Sizlere de olur mu bilmem: Bazı zamanlar bildiğim, kullandığım ve doğruluğundan şüphe etmediğim kelimeler tek başına ve yalın halleriyle aklıma gelirler ve onları bir an için çok çıplak bulur ve anlamlandıramam. Sanki bir an için zihnimin bu kelimeye ayrılan hücreleri boşalıvermiş, işlevlerini yitirmiş gibi olur. Hakikaten “Demek biz bu kavrama bu adı mı veriyor muşuz? Ne garip bir kelimeymiş” diye takılır kalır.
Bu hissi ilk kez “müdahale” kelimesi ile yaşadığımı hatırlıyorum. Kelime tüm yalnızlığıyla aklıma gelmiş, ifade ettiği kavramları ceketini asar gibi başka bir yere asmış da aklımda bitmiş gibiydi. Kelimeyi düşünüyor, içimden okuyor, yardımcı olsun diye dışımdan da oku¬yordum ama bir türlü onun gerçekten de temsil ettiği anlamı içerdiğini göremiyordum. O kelimeyi yanlış hatırlıyor ya da yanlış biliyor olduğuma dair bir şüpheye dahi kapılmıştım. Garip bir boşluk hissi idi ve uykuma mani olmuştu. Daha sonra aynı hissi “pirzola” kelimesi ile yaşadığımı hatırlıyorum. Birden İspanyolca, İtalyanca bir kelime gibi geldi bana ve gözümün önünde beliren görüntü ile bu ismi birbirine oturtamadım.

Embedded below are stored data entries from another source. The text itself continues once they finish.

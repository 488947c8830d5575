/// Integration tests for Nullable(Int64) column using Block insertion
mod common;

use clickhouse_client::{
    column::{
        numeric::ColumnInt64,
        ColumnNullable,
    },
    types::Type,
    Block,
};
use common::{
    cleanup_test_database,
    create_isolated_test_client,
};
use proptest::prelude::*;
use std::sync::Arc;

#[tokio::test]
#[ignore]
async fn test_nullable_int64_block_insert_basic() {
    let (mut client, db_name) =
        create_isolated_test_client("nullable_int64_block_basic")
            .await
            .expect("Failed to create test client");

    client
        .query(format!(
            "CREATE TABLE {}.test_table (value Nullable(Int64)) ENGINE = Memory",
            db_name
        ))
        .await
        .expect("Failed to create table");

    let mut block = Block::new();

    let nullable_type = Type::nullable(Type::int64());
    let mut nullable_col = ColumnNullable::new(nullable_type);

    // Add some non-null values
    nullable_col.append_non_null();
    nullable_col.nested_mut::<ColumnInt64>().append(42);

    // Add a null value
    nullable_col.append_null();
    nullable_col.nested_mut::<ColumnInt64>().append(0); // Placeholder for null value

    // Add another non-null value
    nullable_col.append_non_null();
    nullable_col.nested_mut::<ColumnInt64>().append(-1000);

    block
        .append_column("value", Arc::new(nullable_col))
        .expect("Failed to append column");

    client
        .insert(&format!("{}.test_table", db_name), block)
        .await
        .expect("Failed to insert block");

    let result = client
        .query(format!("SELECT value FROM {}.test_table", db_name))
        .await
        .expect("Failed to select");

    assert_eq!(result.total_rows(), 3);
    let blocks = result.blocks();

    let col_ref = blocks[0].column(0).expect("Column not found");

    let result_col = col_ref
        .as_any()
        .downcast_ref::<ColumnNullable>()
        .expect("Invalid column type");

    assert!(!result_col.is_null(0));
    assert!(result_col.is_null(1));
    assert!(!result_col.is_null(2));

    let nested: &ColumnInt64 = result_col.nested();
    assert_eq!(nested.at(0), 42);
    assert_eq!(nested.at(2), -1000);

    cleanup_test_database(&db_name).await;
}

#[tokio::test]
#[ignore]
async fn test_nullable_int64_block_insert_boundary() {
    let (mut client, db_name) =
        create_isolated_test_client("nullable_int64_block_boundary")
            .await
            .expect("Failed to create test client");

    client
        .query(format!(
            "CREATE TABLE {}.test_table (id UInt32, value Nullable(Int64)) ENGINE = Memory",
            db_name
        ))
        .await
        .expect("Failed to create table");

    let test_cases: Vec<(&str, Option<i64>)> = vec![
        ("Null value", None),
        ("Zero", Some(0)),
        ("Min value", Some(i64::MIN)),
        ("Max value", Some(i64::MAX)),
        ("Negative", Some(-42)),
        ("Positive", Some(42)),
        ("Another null", None),
        ("Large negative", Some(-9223372036854775807)),
        ("Large positive", Some(9223372036854775806)),
    ];

    let mut block = Block::new();

    let mut id_col = clickhouse_client::column::numeric::ColumnUInt32::new();
    let nullable_type = Type::nullable(Type::int64());
    let mut nullable_col = ColumnNullable::new(nullable_type);

    for (idx, (_desc, value_opt)) in test_cases.iter().enumerate() {
        id_col.append(idx as u32);

        match value_opt {
            Some(value) => {
                nullable_col.append_non_null();
                nullable_col.nested_mut::<ColumnInt64>().append(*value);
            }
            None => {
                nullable_col.append_null();
                nullable_col.nested_mut::<ColumnInt64>().append(0); // Placeholder for null value
            }
        }
    }

    block
        .append_column("id", Arc::new(id_col))
        .expect("Failed to append id column");
    block
        .append_column("value", Arc::new(nullable_col))
        .expect("Failed to append value column");

    client
        .insert(&format!("{}.test_table", db_name), block)
        .await
        .expect("Failed to insert block");

    let result = client
        .query(format!("SELECT value FROM {}.test_table ORDER BY id", db_name))
        .await
        .expect("Failed to select");

    assert_eq!(result.total_rows(), test_cases.len());
    let blocks = result.blocks();

    let col_ref = blocks[0].column(0).expect("Column not found");

    let result_col = col_ref
        .as_any()
        .downcast_ref::<ColumnNullable>()
        .expect("Invalid column type");

    let nested: &ColumnInt64 = result_col.nested();

    for (idx, (_desc, expected_opt)) in test_cases.iter().enumerate() {
        match expected_opt {
            Some(expected) => {
                assert!(!result_col.is_null(idx));
                assert_eq!(nested.at(idx), *expected);
            }
            None => {
                assert!(result_col.is_null(idx));
            }
        }
    }

    cleanup_test_database(&db_name).await;
}

#[tokio::test]
#[ignore]
async fn test_nullable_int64_block_insert_all_nulls() {
    let (mut client, db_name) =
        create_isolated_test_client("nullable_int64_block_all_nulls")
            .await
            .expect("Failed to create test client");

    client
        .query(format!(
            "CREATE TABLE {}.test_table (value Nullable(Int64)) ENGINE = Memory",
            db_name
        ))
        .await
        .expect("Failed to create table");

    let mut block = Block::new();

    let nullable_type = Type::nullable(Type::int64());
    let mut nullable_col = ColumnNullable::new(nullable_type);

    // Add 5 null values
    for _ in 0..5 {
        nullable_col.append_null();
        nullable_col.nested_mut::<ColumnInt64>().append(0); // Placeholder for
                                                            // null value
    }

    block
        .append_column("value", Arc::new(nullable_col))
        .expect("Failed to append column");

    client
        .insert(&format!("{}.test_table", db_name), block)
        .await
        .expect("Failed to insert block");

    let result = client
        .query(format!("SELECT value FROM {}.test_table", db_name))
        .await
        .expect("Failed to select");

    assert_eq!(result.total_rows(), 5);
    let blocks = result.blocks();

    let col_ref = blocks[0].column(0).expect("Column not found");

    let result_col = col_ref
        .as_any()
        .downcast_ref::<ColumnNullable>()
        .expect("Invalid column type");

    for i in 0..5 {
        assert!(result_col.is_null(i));
    }

    cleanup_test_database(&db_name).await;
}

#[tokio::test]
#[ignore]
async fn test_nullable_int64_block_insert_all_non_null() {
    let (mut client, db_name) =
        create_isolated_test_client("nullable_int64_block_all_non_null")
            .await
            .expect("Failed to create test client");

    client
        .query(format!(
            "CREATE TABLE {}.test_table (value Nullable(Int64)) ENGINE = Memory",
            db_name
        ))
        .await
        .expect("Failed to create table");

    let mut block = Block::new();

    let nullable_type = Type::nullable(Type::int64());
    let mut nullable_col = ColumnNullable::new(nullable_type);

    // Add 5 non-null values
    for i in 0..5 {
        nullable_col.append_non_null();
        nullable_col.nested_mut::<ColumnInt64>().append(i * 10);
    }

    block
        .append_column("value", Arc::new(nullable_col))
        .expect("Failed to append column");

    client
        .insert(&format!("{}.test_table", db_name), block)
        .await
        .expect("Failed to insert block");

    let result = client
        .query(format!("SELECT value FROM {}.test_table", db_name))
        .await
        .expect("Failed to select");

    assert_eq!(result.total_rows(), 5);
    let blocks = result.blocks();

    let col_ref = blocks[0].column(0).expect("Column not found");

    let result_col = col_ref
        .as_any()
        .downcast_ref::<ColumnNullable>()
        .expect("Invalid column type");

    let nested: &ColumnInt64 = result_col.nested();

    for i in 0..5 {
        assert!(!result_col.is_null(i));
        assert_eq!(nested.at(i), (i as i64) * 10);
    }

    cleanup_test_database(&db_name).await;
}

proptest! {
    #![proptest_config(ProptestConfig::with_cases(10))]

    #[test]
    #[ignore]
    fn test_nullable_int64_block_insert_random(
        values in prop::collection::vec(prop::option::of(any::<i64>()), 1..100)
    ) {
        let rt = tokio::runtime::Runtime::new().unwrap();
        rt.block_on(async {
            let (mut client, db_name) =
                create_isolated_test_client("nullable_int64_block_random")
                    .await
                    .expect("Failed to create test client");

            client
                .query(format!(
                    "CREATE TABLE {}.test_table (id UInt32, value Nullable(Int64)) ENGINE = Memory",
                    db_name
                ))
                .await
                .expect("Failed to create table");

            let mut block = Block::new();

            let mut id_col =
                clickhouse_client::column::numeric::ColumnUInt32::new();
            let nullable_type = Type::nullable(Type::int64());
            let mut nullable_col = ColumnNullable::new(nullable_type);

            for (idx, value_opt) in values.iter().enumerate() {
                id_col.append(idx as u32);
                match value_opt {
                    Some(value) => {
                        nullable_col.append_non_null();
                        nullable_col.nested_mut::<ColumnInt64>()
                            .append(*value);
                    }
                    None => {
                        nullable_col.append_null();
                        nullable_col.nested_mut::<ColumnInt64>()
                            .append(0); // Placeholder for null value
                    }
                }
            }

            block
                .append_column("id", Arc::new(id_col))
                .expect("Failed to append id column");
            block
                .append_column("value", Arc::new(nullable_col))
                .expect("Failed to append value column");

            client
                .insert(&format!("{}.test_table", db_name), block)
                .await
                .expect("Failed to insert block");

            let result = client
                .query(format!(
                    "SELECT value FROM {}.test_table ORDER BY id",
                    db_name
                ))
                .await
                .expect("Failed to select");

            assert_eq!(result.total_rows(), values.len());
            let blocks = result.blocks();

            let col_ref = blocks[0].column(0).expect("Column not found");

            let result_col = col_ref

                .as_any()

                .downcast_ref::<ColumnNullable>()

                .expect("Invalid column type");

            let nested: &ColumnInt64 = result_col.nested();

            for (idx, expected_opt) in values.iter().enumerate() {
                match expected_opt {
                    Some(expected) => {
                        assert!(!result_col.is_null(idx));
                        assert_eq!(nested.at(idx), *expected);
                    }
                    None => {
                        assert!(result_col.is_null(idx));
                    }
                }
            }

            cleanup_test_database(&db_name).await;
        });
    }
}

İki kelime arasındaki ortaklık dilimize başka bir dilden ithal edilmiş olmasıydı. Sanırım böyle kelimeler bu tip bir boşluğa düşürmeye daha yatkın oluyorlar, zira kök ve türeme ilişkisi dolayısıyla mantıksal bir zemine oturmuyorlar.
Eski değil çok taze, henüz iki hafta önce yeni aldığım elektronik oyuncağı uyumadan önce elimde evirip çevirirken benzer bir his yaşadım. Yukarıda belirttiğim iki örnek gibi değildi lakin benzer bir durumdu ve az da olsa uykumdan oldum yine. Kelime yaşadığımız çağa göre evrim geçirmiş kelimelerden biriydi: “Tablet ”.

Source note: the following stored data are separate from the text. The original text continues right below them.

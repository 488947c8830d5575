use crate::{
    Error,
    Result,
};
use tokio::io::{
    AsyncRead,
    AsyncReadExt,
    AsyncWrite,
    AsyncWriteExt,
};

/// Wire format utilities for ClickHouse protocol
pub struct WireFormat;

impl WireFormat {
    /// Read a varint-encoded u64
    pub async fn read_varint64<R: AsyncRead + Unpin>(
        reader: &mut R,
    ) -> Result<u64> {
        let mut result: u64 = 0;
        let mut shift = 0;

        loop {
            let byte = reader.read_u8().await?;
            result |= ((byte & 0x7F) as u64) << shift;

            if byte & 0x80 == 0 {
                break;
            }

            shift += 7;
            if shift >= 64 {
                return Err(Error::Protocol("Varint overflow".to_string()));
            }
        }

        Ok(result)
    }

    /// Write a varint-encoded u64
    pub async fn write_varint64<W: AsyncWrite + Unpin>(
        writer: &mut W,
        mut value: u64,
    ) -> Result<()> {
        loop {
            let mut byte = (value & 0x7F) as u8;
            value >>= 7;

            if value != 0 {
                byte |= 0x80;
            }

            writer.write_u8(byte).await?;

            if value == 0 {
                break;
            }
        }

        Ok(())
    }

    /// Read a fixed-size value (little-endian)
    pub async fn read_fixed<R: AsyncRead + Unpin + Send, T: FixedSize>(
        reader: &mut R,
    ) -> Result<T> {
        T::read_from(reader).await
    }

    /// Write a fixed-size value (little-endian)
    pub async fn write_fixed<W: AsyncWrite + Unpin + Send, T: FixedSize>(
        writer: &mut W,
        value: T,
    ) -> Result<()> {
        value.write_to(writer).await
    }

    /// Read a length-prefixed string
    pub async fn read_string<R: AsyncRead + Unpin>(
        reader: &mut R,
    ) -> Result<String> {
        let len = Self::read_varint64(reader).await? as usize;

        if len > 0x00FFFFFF {
            return Err(Error::Protocol(format!(
                "String length too large: {}",
                len
            )));
        }

        let mut buf = vec![0u8; len];
        reader.read_exact(&mut buf).await?;

        String::from_utf8(buf)
            .map_err(|e| Error::Protocol(format!("Invalid UTF-8: {}", e)))
    }

    /// Write a length-prefixed string
    pub async fn write_string<W: AsyncWrite + Unpin>(
        writer: &mut W,
        value: &str,
    ) -> Result<()> {
        Self::write_varint64(writer, value.len() as u64).await?;
        writer.write_all(value.as_bytes()).await?;
        Ok(())
    }

    /// Read raw bytes of specified length
    pub async fn read_bytes<R: AsyncRead + Unpin>(
        reader: &mut R,
        len: usize,
    ) -> Result<Vec<u8>> {
        let mut buf = vec![0u8; len];
        reader.read_exact(&mut buf).await?;
        Ok(buf)
    }

    /// Write raw bytes
    pub async fn write_bytes<W: AsyncWrite + Unpin>(
        writer: &mut W,
        bytes: &[u8],
    ) -> Result<()> {
        writer.write_all(bytes).await?;
        Ok(())
    }

    /// Skip a string without reading it into memory
    pub async fn skip_string<R: AsyncRead + Unpin>(
        reader: &mut R,
    ) -> Result<()> {
        let len = Self::read_varint64(reader).await? as usize;

        if len > 0x00FFFFFF {
            return Err(Error::Protocol(format!(
                "String length too large: {}",
                len
            )));
        }

        // Skip bytes
        let mut remaining = len;
        let mut buf = [0u8; 8192];
        while remaining > 0 {
            let to_read = remaining.min(buf.len());
            reader.read_exact(&mut buf[..to_read]).await?;
            remaining -= to_read;
        }

        Ok(())
    }

    /// Write a quoted string for query parameters
    ///
    /// Format: varint(length) + quoted_string
    /// Special chars escaped: \0, \b, \t, \n, ', \
    ///
    /// Escaping rules:
    /// - \0 → \x00
    /// - \b → \x08
    /// - \t → \\t
    /// - \n → \\n
    /// - '  → \x27
    /// - \  → \\\
    pub async fn write_quoted_string<W: AsyncWrite + Unpin>(
        writer: &mut W,
        value: &str,
    ) -> Result<()> {
        const QUOTED_CHARS: &[u8] = b"\0\x08\t\n'\\";

        // Check if we need escaping (fast path)
        let bytes = value.as_bytes();
        let first_special =
            bytes.iter().position(|&b| QUOTED_CHARS.contains(&b));

        if first_special.is_none() {
            // Fast path: no special characters
            Self::write_varint64(writer, (value.len() + 2) as u64).await?;
            writer.write_all(b"'").await?;
            writer.write_all(bytes).await?;
            writer.write_all(b"'").await?;
            return Ok(());
        }

        // Count special characters for length calculation
        let quoted_count =
            bytes.iter().filter(|&&b| QUOTED_CHARS.contains(&b)).count();

        // Write length: original + 2 quotes + 3 bytes per special char
        let total_len = value.len() + 2 + 3 * quoted_count;
        Self::write_varint64(writer, total_len as u64).await?;

        // Write opening quote
        writer.write_all(b"'").await?;

        // Write string with escaping
        let mut start = 0;
        for (i, &byte) in bytes.iter().enumerate() {
            if QUOTED_CHARS.contains(&byte) {
                // Write chunk before special char
                if i > start {
                    writer.write_all(&bytes[start..i]).await?;
                }

                // Write escape sequence
                writer.write_all(b"\\").await?;
                match byte {
                    b'\0' => writer.write_all(b"x00").await?,
                    b'\x08' => writer.write_all(b"x08").await?,
                    b'\t' => writer.write_all(b"\\t").await?,
                    b'\n' => writer.write_all(b"\\n").await?,
                    b'\'' => writer.write_all(b"x27").await?,
                    b'\\' => writer.write_all(b"\\\\").await?,
                    _ => unreachable!(),
                }

                start = i + 1;
            }
        }

        // Write final chunk
        if start < bytes.len() {
            writer.write_all(&bytes[start..]).await?;
        }

        // Write closing quote
        writer.write_all(b"'").await?;

        Ok(())
    }
}

/// Trait for types that can be read/written as fixed-size values
#[async_trait::async_trait]
pub trait FixedSize: Sized + Send {
    async fn read_from<R: AsyncRead + Unpin + Send>(
        reader: &mut R,
    ) -> Result<Self>;
    async fn write_to<W: AsyncWrite + Unpin + Send>(
        self,
        writer: &mut W,
    ) -> Result<()>;
}

// Implement FixedSize for primitive types
macro_rules! impl_fixed_size {
    ($type:ty, $read:ident, $write:ident) => {
        #[async_trait::async_trait]
        impl FixedSize for $type {
            async fn read_from<R: AsyncRead + Unpin + Send>(
                reader: &mut R,
            ) -> Result<Self> {
                Ok(reader.$read().await?)
            }

            async fn write_to<W: AsyncWrite + Unpin + Send>(
                self,
                writer: &mut W,
            ) -> Result<()> {
                Ok(writer.$write(self).await?)
            }
        }
    };
}

impl_fixed_size!(u8, read_u8, write_u8);
impl_fixed_size!(u16, read_u16_le, write_u16_le);
impl_fixed_size!(u32, read_u32_le, write_u32_le);
impl_fixed_size!(u64, read_u64_le, write_u64_le);
impl_fixed_size!(i8, read_i8, write_i8);
impl_fixed_size!(i16, read_i16_le, write_i16_le);
impl_fixed_size!(i32, read_i32_le, write_i32_le);
impl_fixed_size!(i64, read_i64_le, write_i64_le);
impl_fixed_size!(f32, read_f32_le, write_f32_le);
impl_fixed_size!(f64, read_f64_le, write_f64_le);

// i128/u128 implementation
#[async_trait::async_trait]
impl FixedSize for i128 {
    async fn read_from<R: AsyncRead + Unpin + Send>(
        reader: &mut R,
    ) -> Result<Self> {
        Ok(reader.read_i128_le().await?)
    }

    async fn write_to<W: AsyncWrite + Unpin + Send>(
        self,
        writer: &mut W,
    ) -> Result<()> {
        Ok(writer.write_i128_le(self).await?)
    }
}

#[async_trait::async_trait]
impl FixedSize for u128 {
    async fn read_from<R: AsyncRead + Unpin + Send>(
        reader: &mut R,
    ) -> Result<Self> {
        Ok(reader.read_u128_le().await?)
    }

    async fn write_to<W: AsyncWrite + Unpin + Send>(
        self,
        writer: &mut W,
    ) -> Result<()> {
        Ok(writer.write_u128_le(self).await?)
    }
}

Anladım ki hap kutularında “20 tablet” ya da “film tablet” yazdığından, genelde tıp ya da ecza ile ilişkilendirdiğim bu kelimenin tahayyülümdeki görüntüsü giderek sahip olduğum elektronik cihazla değişmeye başlıyor. Önceleri tablet dendiğinde gözümün önüne renkli renkli haplar gelir, akabinde de hapları şeker zannederek yiyen ve hasta olan çocuğun şarkısı gelirdi. Şimdi ise benim için en başından beri teknoloji dünyasına ait bir terimmiş gibi geliyor.

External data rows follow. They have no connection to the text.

//! # ClickHouse Native Client
//!
//! A native async Rust client for ClickHouse database, speaking the native
//! TCP binary protocol directly (no HTTP interface involved).
//!
//! This crate implements the ClickHouse native TCP binary protocol with
//! LZ4/ZSTD compression, TLS support, and all major ClickHouse data types.
//!
//! # Production Readiness
//!
//! The client is already used to ingest TiBs of data a day and is relatively
//! well covered by unit and integration tests, but there may be bugs. Test
//! your use case before committing.
//!
//! # Quick Start
//!
//! ```no_run
//! use clickhouse_client::{Client, ClientOptions, Block};
//! use clickhouse_client::column::numeric::ColumnUInt64;
//! use std::sync::Arc;
//!
//! # async fn example() -> Result<(), Box<dyn std::error::Error>> {
//! // Connect to ClickHouse
//! let opts = ClientOptions::new("localhost", 9000)
//!     .database("default")
//!     .user("default");
//! let mut client = Client::connect(opts).await?;
//!
//! // Execute DDL
//! client.execute("CREATE TABLE IF NOT EXISTS test (id UInt64) ENGINE = Memory").await?;
//!
//! // Insert data
//! let mut col = ColumnUInt64::new();
//! col.append(1);
//! col.append(2);
//! let mut block = Block::new();
//! block.append_column("id", Arc::new(col))?;
//! client.insert("test", block).await?;
//!
//! // Query data
//! let result = client.query("SELECT id FROM test").await?;
//! for block in result.blocks() {
//!     println!("rows: {}", block.row_count());
//! }
//! # Ok(())
//! # }
//! ```
//!
//! # Feature Flags
//!
//! - **`tls`** - Enables TLS/SSL connections via `rustls` and `tokio-rustls`.
//!
//! # Modules
//!
//! - [`client`] - Async client API (`Client`, `ClientOptions`)
//! - [`block`] - Data blocks (`Block`, `BlockInfo`)
//! - [`mod@column`] - Column types for all ClickHouse data types
//! - [`query`] - Query builder and protocol messages
//! - [`types`] - ClickHouse type system and parser
//! - [`compression`] - LZ4/ZSTD compression
//! - [`protocol`] - Protocol constants (packet types, revisions)
//! - [`error`] - Error types and `Result` alias
//! - [`connection`] - Async TCP/TLS connection wrapper
//! - [`wire_format`] - Wire protocol encoding helpers
//! - [`io`] - Block reader/writer for async I/O
//! - `ssl` - TLS/SSL options (requires `tls` feature)
//!
//! The connection state machine (handshake, query/insert packet
//! multiplexing, cancellation, timeouts) lives in a private `session`
//! module; [`client::Client`] is the public entry point over it.

#![cfg_attr(coverage_nightly, feature(coverage_attribute))]
#![warn(missing_docs)]
/// Data blocks (collections of named columns).
pub mod block;
/// Async client API and connection options.
pub mod client;
/// Column type implementations for all ClickHouse data types.
pub mod column;
/// LZ4 and ZSTD block compression.
pub mod compression;
/// Async TCP/TLS connection wrapper.
pub mod connection;
/// Error types and `Result` alias.
pub mod error;
/// Block reader/writer for async I/O.
pub mod io;
/// Protocol constants (packet types, revision numbers).
pub mod protocol;
/// Query builder and protocol messages.
pub mod query;
/// Accumulated Progress/ProfileEvents totals for a single query or insert.
pub mod progress;
/// Connection state machine (handshake, query/insert multiplexing,
/// cancellation, timeouts). Internal: [`client::Client`] is the public
/// entry point.
mod session;
/// ClickHouse type system and type string parser.
pub mod types;
/// Wire protocol encoding helpers (varint, fixed-size types).
pub mod wire_format;

/// TLS/SSL connection options (requires the `tls` feature).
#[cfg(feature = "tls")]
pub mod ssl;

pub use block::{
    Block,
    BlockInfo,
};
pub use client::{
    Client,
    ClientOptions,
    QueryResult,
};
pub use connection::ConnectionOptions;
pub use error::{
    Error,
    Result,
};
pub use progress::AccumulatedProgress;
pub use query::{
    DataCallback,
    DataCancelableCallback,
    ExceptionCallback,
    ExternalTable,
    Profile,
    ProfileCallback,
    ProfileEventsCallback,
    Progress,
    ProgressCallback,
    Query,
    QuerySettingsField,
    ServerException,
    ServerLogCallback,
    TracingContext,
};

#[cfg(feature = "tls")]
pub use ssl::SSLOptions;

Bilimkurgu filmlerinde insanların artık gıdaları doğanın bize sunduğu şekillerde tüketmediklerine pek çok kez şahit olmuşuzdur. Geleceğin insanları geniş bir tabağa dizilmiş sebzeler, biftekler değil, özenle tabağın ortasına konmuş tabletler, haplar tüketirler. Ya kaynakların yetersizliğinden ya da minimalizmin basitleştirici tutkusundan ileri gelen bu dönüşüm, geleceğin bir gerekliliğiymiş gibi gelir, fikrimize yerleşir.
Bu minimalist eğilim teknolojinin her alanında görülebilir. Birileri bilgisayarların tarihini anlatmaya kalktığında hemen ilk bilgisayarların bir oda büyüklüğünde olduğundan bahsedecektir. Bizler de kısa ömrümüzde şahit olduğumuz küçülmeyi yeri geldiğinde bizden daha yeni nesillere anlatırız: “Şu elinde tuttuğun cep telefonunun atalarını piyasaya ilk sürdüklerinde şu kadar büyüktüler ve şu kadar da ağırdılar” gibi… Teknoloji üreticileri ürettiklerini küçültmeye devam ederler. Elimize ulaşan nihai cihaz küçülmese bile, ona kabiliyetini veren iç parçalar küçüldüğü için artık aynı ebattaki cihaza daha çok eğlence ya da daha çok seçenek sığmıştır. Teknoloji üreticileri ürünlerini daha kolay taşınabilir, daha zahmetsiz kullanılabilir ve daha da önemlisi daha fazla bağımlılık yapacak, hayatımızı daha çok kapsayacak şekle dönüştürüyorlar. Bilgisayarlar küçülüyor, telefonlar küçülüyor, elektrik süpürgeleri, koltuklar, sehpalar küçülüyor, evler küçülüyor… Ve sosyal medyayla beraber, cümleler küçülüyor.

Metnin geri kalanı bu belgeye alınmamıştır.